Unfortunately, the government has chosen not to address this issue in this package of legislation. There is currently an information campaign underway to encourage doctors to obtain informed financial consent from their patients, which we understand is having some moderate success. However, we believe this is an important consumer protection issue which the government is dealing with extremely tentatively.

The bill will also introduce a change to the Lifetime Health Cover scheme, whereby people who have retained private health insurance for over 10 years will no longer be subject to Lifetime Health Cover loadings on their private health insurance premium, even if they took out their insurance after they turned 31. Labor supports this change.

This package of bills will also streamline the private health insurance legislative framework by bringing the main components of the existing framework and the framework for the new policy proposed by the package under one act. We of course support these changes, though we do share the concerns of some stakeholders, including the Medical Benefits Fund, who submitted to the Senate their concern about:

... the number of provisions under the Bill which can be modified substantially in whole or in part through the making of rules by the Minister or PHIAC (as the case may be).

They were essentially saying that much of the power was now being held by the minister or the Private Health Insurance Administration Council.
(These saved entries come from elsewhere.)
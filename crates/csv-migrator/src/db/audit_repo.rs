//! Audit log repository. Rows are only ever inserted.

use rusqlite::{params, Row};

use super::{now_timestamp, Database, DatabaseError};

/// A raw audit row from the database. `meta` is the JSON text as stored.
#[derive(Debug, Clone)]
pub struct AuditRow {
    pub id: i64,
    pub action: String,
    pub job_id: Option<String>,
    pub meta: String,
    pub timestamp: String,
}

impl AuditRow {
    fn from_row(row: &Row<'_>) -> Result<Self, rusqlite::Error> {
        Ok(Self {
            id: row.get("id")?,
            action: row.get("action")?,
            job_id: row.get("job_id")?,
            meta: row.get("meta")?,
            timestamp: row.get("timestamp")?,
        })
    }
}

/// Appends an entry and returns its row id.
pub fn append(
    db: &Database,
    action: &str,
    job_id: Option<&str>,
    meta: &serde_json::Value,
) -> Result<i64, DatabaseError> {
    let meta = serde_json::to_string(meta)?;
    let timestamp = now_timestamp();
    db.with_conn(|conn| {
        conn.execute(
            "INSERT INTO audit_log (action, job_id, meta, timestamp) VALUES (?1, ?2, ?3, ?4)",
            params![action, job_id, meta, timestamp],
        )?;
        Ok(conn.last_insert_rowid())
    })
}

/// Entries for one job in insertion order.
pub fn list_for_job(db: &Database, job_id: &str) -> Result<Vec<AuditRow>, DatabaseError> {
    db.with_conn(|conn| {
        let mut stmt =
            conn.prepare("SELECT * FROM audit_log WHERE job_id = ?1 ORDER BY id ASC")?;
        let rows = stmt
            .query_map(params![job_id], AuditRow::from_row)?
            .collect::<Result<Vec<_>, _>>()?;
        Ok(rows)
    })
}

/// Most recent entries with the given action, newest first.
pub fn list_by_action(
    db: &Database,
    action: &str,
    limit: u64,
) -> Result<Vec<AuditRow>, DatabaseError> {
    db.with_conn(|conn| {
        let mut stmt = conn
            .prepare("SELECT * FROM audit_log WHERE action = ?1 ORDER BY id DESC LIMIT ?2")?;
        let rows = stmt
            .query_map(params![action, limit as i64], AuditRow::from_row)?
            .collect::<Result<Vec<_>, _>>()?;
        Ok(rows)
    })
}

#[cfg(test)]
mod tests {
    use super::*;
    use serde_json::json;

    #[test]
    fn test_append_and_list() {
        let db = Database::open_in_memory().unwrap();
        append(&db, "UPLOAD", Some("job-1"), &json!({"filename": "a.csv"})).unwrap();
        append(&db, "START", Some("job-1"), &json!({})).unwrap();
        append(&db, "UPLOAD", Some("job-2"), &json!({})).unwrap();

        let rows = list_for_job(&db, "job-1").unwrap();
        assert_eq!(rows.len(), 2);
        assert_eq!(rows[0].action, "UPLOAD");
        assert_eq!(rows[1].action, "START");
        let meta: serde_json::Value = serde_json::from_str(&rows[0].meta).unwrap();
        assert_eq!(meta["filename"], "a.csv");
    }

    #[test]
    fn test_entries_without_job() {
        let db = Database::open_in_memory().unwrap();
        append(
            &db,
            "SCHEDULED_SYSTEM_ERROR",
            None,
            &json!({"error": "scan failed"}),
        )
        .unwrap();

        let rows = list_by_action(&db, "SCHEDULED_SYSTEM_ERROR", 10).unwrap();
        assert_eq!(rows.len(), 1);
        assert!(rows[0].job_id.is_none());
    }
}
The Senate committee:

... considers that the over reliance on extensive subordinate legislation to implement important reform packages does not allow for sufficient scrutiny of the objectives of the legislation.

The package will also introduce a change to existing risk equalisation, or reinsurance, arrangements. Labor supports this change, as it will result in a better distribution of the overall insurance risk than the current formula, and so is an improvement on the current arrangements. But we remain somewhat surprised that the government has chosen to adopt this model when it was clearly not the government’s preferred option. The explanatory memorandum makes clear that the government preferred a different model—a capitation model—as this would have been the ‘best strategic option for the longer term’. If there is, in the government’s view, a better long-term option, why did it not pursue it? We also note from the Senate committee report that there are some outstanding issues with the risk equalisation arrangements that are yet to be resolved.

To conclude, as we have made clear both here and in the other place, Labor support the package. We think it is important to focus on prevention measures, on better managing chronic disease and on keeping people out of hospital wherever possible. But Labor are concerned about the equity impact of this package. We are concerned that people without private health insurance will miss out. This is not a reason not to support the package, as we endorse the package’s rationale, but it is a reason for the government to turn its attention to thinking about how people who rely on the public system do not miss out altogether. We want to make sure that those who are not insured get the best quality services as well. Private health insurance should provide people with choice and different options but not a whole range of health services that are not available to others.

I would like to thank the Senate committee—Senator Humphries is here—for the work that they did on these bills in a very short period of time. Once again we were tasked with dealing with an extensive piece of legislation and no regulations—admittedly, they appeared on the morning of the Senate inquiry—and we came up with what I think is a reasonable report, given the time frame that we had to work within.